Siblings don’t normally talk about this kind of thing, especially when one of them’s a vicar’s wife. We’ve often said that Anna has got a lot smuttier since she married into the Church, although she calls it being a Woman of the World.

Part 9 (by Anna)

‘No need for words,’ growled Cleft, striding purposefully towards a tangle of bushes some way from the Jeep. Glancing over his  rippling shoulder she saw Terence a few yards behind struggling to extract his brogue from a rut. The same rut that had catapulted her into Cleft’s arms was now keeping her fiancé mercifully at bay as she was borne off to realms where she knew he could never follow.

A rock protruded from the middle of the bushes. It had a flattish top and Topaz noticed a flash of emerald as a lizard, disturbed by Cleft’s thrusting tread, darted for safety. With startling gentleness Cleft laid her down on the sun-baked stone. She closed her eyes, briefly blinded – whether by the beating sun or the raw maleness of the figure who bent over her she couldn’t at that moment tell.

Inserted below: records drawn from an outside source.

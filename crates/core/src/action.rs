//! Outbound actions requested by the sync state machines.

use galavote_messages::WireMessage;
use galavote_types::{ConnectionId, PeerIdentity, PersistedState};
use std::time::Duration;

use crate::Notification;

/// Timers a machine may arm.
#[derive(Debug, Clone, Copy, PartialEq, Eq, Hash)]
pub enum TimerKind {
    /// Voter-side deadline for reaching the ready state after dialing.
    ConnectTimeout,
}

/// Actions for the runner to execute.
///
/// Sends are fire-and-forget: the runner must not block the event loop on
/// delivery, and a failed send comes back as `Event::ConnectionClosed` for
/// that connection only.
#[derive(Debug, Clone)]
pub enum Action {
    /// Send a message on one connection.
    Send {
        /// Target connection.
        conn: ConnectionId,
        /// The message to encode and send.
        message: WireMessage,
    },

    /// Open an outbound connection to a peer. Voter only.
    Connect {
        /// The host's rendezvous identity.
        host: PeerIdentity,
    },

    /// Close a connection locally.
    Close {
        /// The connection to close.
        conn: ConnectionId,
    },

    /// Arm a timer. Re-arming an already-armed timer resets it.
    SetTimer {
        /// Which timer.
        timer: TimerKind,
        /// How long until it fires.
        duration: Duration,
    },

    /// Disarm a timer. Disarming an unarmed timer is a no-op.
    CancelTimer {
        /// Which timer.
        timer: TimerKind,
    },

    /// Write the durable host snapshot. Host only.
    PersistState {
        /// Snapshot to store under the fixed storage key.
        snapshot: PersistedState,
    },

    /// Surface a notification to the embedding caller (UI, test harness).
    Notify(Notification),
}

impl Action {
    /// Get a human-readable name for this action type.
    pub fn type_name(&self) -> &'static str {
        match self {
            Action::Send { .. } => "Send",
            Action::Connect { .. } => "Connect",
            Action::Close { .. } => "Close",
            Action::SetTimer { .. } => "SetTimer",
            Action::CancelTimer { .. } => "CancelTimer",
            Action::PersistState { .. } => "PersistState",
            Action::Notify(_) => "Notify",
        }
    }
}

Unseeing, she was aware of a hand sliding softly over the curve of her womanhood, fingering the flimsy cotton barrier of her sundress. She felt her flesh rise up in welcome. Time, place, future – all had melted into a single urgent flame that...

‘I say!’ said a voice. A checked sun hat prodded through the foliage, Terence’s perspiring face peering puzzled from beneath it. ‘I say, is anything up?’

Cleft straightened, his figure massive against the azure sky.

‘Checking her pulse,’ he drawled smoothly. ‘Your fiancée seemed a little overheated.’

Tuesday, 25 October 2011

Part 8 – Dad displacement

I’m developing quite a taste for this kind of writing; at this rate I’m going to have to be careful that bubbling desire and lava-hot longing don’t work their way into an overview of the East Anglian farmland market, which is the kind of thing I write in real life. It’s also a marvellous displacement activity from the usual drudgery of stay-at-home-dadness at half term: today I have successfully ignored the ironing and failed to clean the recycling bin, all in the name of Art.

However, it has not been able completely to displace my role as Dad. Last night my eight-year-old daughter glimpsed the opening chapter of Desire Be My Destiny.

‘What’s it about?’

‘A lady who is going to get married but then meets another man she likes better.’

‘Why does he say “Gotcha”?’

‘Er – they’re playing Tag.’ And I hastily shut the laptop.

Part 8 (by Oliver)

Terence raised his head. ‘Ah, poppet. Feeling better? Clever girl. This is Mr Stone, our foreman. Mr Stone, my fiancée, Topaz Eversleigh-Brinkworth.’

The figure turned, black against the sun. That languid grace, those muscled shoulders, the broad chest – why did her heart race at the sight of them? The hillside was rocky, and as Topaz kept her gaze fixed on the manly silhouette towering above her, she didn’t notice the deep rut in front of her. Her foot slipped sideways, twisting her slender ankle and pulling the heel off her Gucci sandal.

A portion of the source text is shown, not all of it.